台湾政治の暗部を暴いたウィキリークス

台湾政治の暗部を暴いたウィキリークス
台湾政治の暗部を暴いたウィキリークス
 
時局コメンタリーより転載       

 「台湾の声」編集長 林建良(りん けんりょう) 
 
 ●台湾政治家たちの不都合な真実

 アメリカ外交の内部文書を暴露しているウィキリークスが、九月上旬から、アメリカの駐台大使館にあたるアメリカ在台協会(AIT)からアメリカ国務省への機密公電三千数百件を公表し始めた。この内容には、台湾の政治家がアメリカの外交官に語った台湾国内の公開の場では言えないような台湾政治の内情が含まれている。ウィキリークスが暴露した内容は台湾のテレビ・新聞が競って報道し、名前の挙がった台湾の政治家たちは戦々恐々としている。

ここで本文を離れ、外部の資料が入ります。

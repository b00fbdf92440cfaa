use crate::error::{Result, UploadError};
use crate::procedures::Procedure;
use crate::row::{Param, ResultSet};
use crate::uploads::{Destination, ImagePayload};

/// Ejecuta un procedimiento y devuelve sus filas en el orden en que las produjo.
/// Cada llamada adquiere y libera su propia conexión.
#[async_trait::async_trait]
pub trait RowSource: Send + Sync {
    async fn execute(&self, procedure: Procedure, params: Vec<Param>) -> Result<ResultSet>;
}

#[async_trait::async_trait]
pub trait CredentialHasher: Send + Sync {
    async fn hash(&self, secret: &str) -> Result<String>;
    async fn verify(&self, secret: &str, hashed: &str) -> Result<bool>;
}

/// Sube una imagen al almacenamiento remoto y devuelve su URL pública.
#[async_trait::async_trait]
pub trait ImageUploader: Send + Sync {
    async fn upload(&self, payload: &ImagePayload, destination: &Destination) -> Result<String, UploadError>;
}
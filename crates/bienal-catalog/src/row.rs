use rusqlite::{
    ToSql,
    types::{ToSqlOutput, Value as SqlValue, ValueRef},
};
use serde::{Deserialize, Deserializer, de::DeserializeOwned};
use serde_json::{Map, Value};

use crate::error::{Error, Result};
use crate::procedures::Procedure;

/// Una fila plana: nombre de columna → valor escalar.
pub type Row = Map<String, Value>;

/// Parámetro escalar de un procedimiento.
#[derive(Debug, Clone, PartialEq)]
pub enum Param {
    Null,
    Integer(i64),
    Real(f64),
    Text(String),
}

impl From<&str> for Param {
    fn from(value: &str) -> Self {
        Param::Text(value.to_string())
    }
}

impl From<String> for Param {
    fn from(value: String) -> Self {
        Param::Text(value)
    }
}

impl From<&String> for Param {
    fn from(value: &String) -> Self {
        Param::Text(value.clone())
    }
}

impl From<i64> for Param {
    fn from(value: i64) -> Self {
        Param::Integer(value)
    }
}

impl From<u8> for Param {
    fn from(value: u8) -> Self {
        Param::Integer(value.into())
    }
}

impl From<f64> for Param {
    fn from(value: f64) -> Self {
        Param::Real(value)
    }
}

impl<T: Into<Param>> From<Option<T>> for Param {
    fn from(value: Option<T>) -> Self {
        value.map_or(Param::Null, Into::into)
    }
}

impl ToSql for Param {
    fn to_sql(&self) -> rusqlite::Result<ToSqlOutput<'_>> {
        Ok(match self {
            Param::Null => ToSqlOutput::Owned(SqlValue::Null),
            Param::Integer(i) => ToSqlOutput::Owned(SqlValue::Integer(*i)),
            Param::Real(f) => ToSqlOutput::Owned(SqlValue::Real(*f)),
            Param::Text(s) => ToSqlOutput::Borrowed(ValueRef::Text(s.as_bytes())),
        })
    }
}

/// Lo que devuelve una llamada a un procedimiento.
#[derive(Debug, Clone, Default, PartialEq)]
pub struct ResultSet {
    /// Filas de la última sentencia que devuelve columnas.
    pub rows: Vec<Row>,
    /// Filas modificadas por las sentencias de escritura.
    pub affected: usize,
    /// Identificador generado por el último `INSERT`, si hubo alguno.
    pub last_insert_id: Option<i64>,
}

impl ResultSet {
    pub fn from_rows(rows: Vec<Row>) -> Self {
        ResultSet {
            rows,
            ..Default::default()
        }
    }
}

/// Convierte un valor de columna de SQLite en un escalar JSON.
pub(crate) fn column_value(value: ValueRef<'_>) -> Value {
    match value {
        ValueRef::Null => Value::Null,
        ValueRef::Integer(i) => Value::from(i),
        ValueRef::Real(f) => serde_json::Number::from_f64(f).map_or(Value::Null, Value::Number),
        ValueRef::Text(t) => Value::String(String::from_utf8_lossy(t).into_owned()),
        ValueRef::Blob(b) => Value::from(b.to_vec()),
    }
}

/// Columna que puede venir en NULL pero no puede faltar. Sin `deserialize_with`
/// serde completa un `Option` ausente con `None`; con él, la ausencia es un error.
pub fn nullable<'de, D, T>(deserializer: D) -> std::result::Result<T, D::Error>
where
    D: Deserializer<'de>,
    T: Deserialize<'de>,
{
    T::deserialize(deserializer)
}

/// Esquema de las filas de una consulta. `check` valida lo que serde no puede
/// expresar, como columnas que deben venir juntas.
pub trait RowSchema: DeserializeOwned {
    fn check(&self) -> Result<(), String> {
        Ok(())
    }
}

/// Decodifica cada fila con el esquema `T` de la consulta. Falla en la primera
/// fila que no tenga la forma esperada.
pub fn decode_rows<T: RowSchema>(procedure: Procedure, rows: Vec<Row>) -> Result<Vec<T>> {
    rows.into_iter()
        .enumerate()
        .map(|(i, row)| {
            serde_json::from_value::<T>(Value::Object(row))
                .and_then(|decoded| {
                    decoded
                        .check()
                        .map(|_| decoded)
                        .map_err(<serde_json::Error as serde::de::Error>::custom)
                })
                .map_err(|e| {
                    Error::validation(format!("row {i} of `{}` has an unexpected shape: {e}", procedure.name()))
                })
        })
        .collect()
}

興味深いことに、暴露された公電の内容を「でっちあげだ」と慌てて否認する馬英九総統に反論するかのように、アメリカ在台協会レイモンド・ブルクハルト主席が9月15日にワシントンで行われた記者会見の場で「(リークされた公電の)内容は当然真実であるのだ」と公言している。

●娘たちは米国籍、本人は米国永住権所持の馬英九総統

 馬英九氏を慌てさせたのは彼が失効したと主張しているグリーンカード(米国永住権)の有効性についてのアメリカの見解だ。2008年の総統選挙後、民進党主席に就任した蔡英文主席が当時のAITのスティーブン・ヤング所長(大使)に、馬英九氏が保有したグリーンカードが失効しているのかどうかについて聞いたところ、ヤング所長が「複雑だ」と語ったことが暴露された。馬氏のグリーンカードが失効していないことを示唆したものではないかとして、野党・民進党は馬総統に対してグリーンカードの失効証明を提出せよと再び追究を始めた。現に二人の娘が米国籍を持っており、馬英九氏本人もグリーンカードを保有していることになると、そうでなくても中国の子飼いと看做されている馬氏の台湾に対する忠誠心がいっそう疑われることになる。

 ●仮面の下は飽くなき欲望と近親憎悪

 馬英九関連以外、特に注目されているのが国民党の有力株である朱立倫・新北市長(当時は桃園県長)が2007年から2009年に米国の外交官に語ったとされる内容だ。2008年の総統(大統領)選挙の半年前に、王金平・立法院長(国会議長)から、“占い”によると当時総統候補の馬英九氏が台北市長特別費問題で選挙を辞退し、国民党が王金平氏を総統候補に公認することになるので、朱立倫氏が副総統か行政院長(首相)をやるつもりはないかと聞かれた、と語ったことや、馬英九総統が非常に宋楚瑜・親民党主席を嫌い、連戦・元副総統の話も聞かず、さらには連戦、宋楚瑜、王金平、呉伯雄・前国民党主席ら国民党大老らの引退を望んでいることなど、朱立倫氏の発言が赤裸々につづられていた。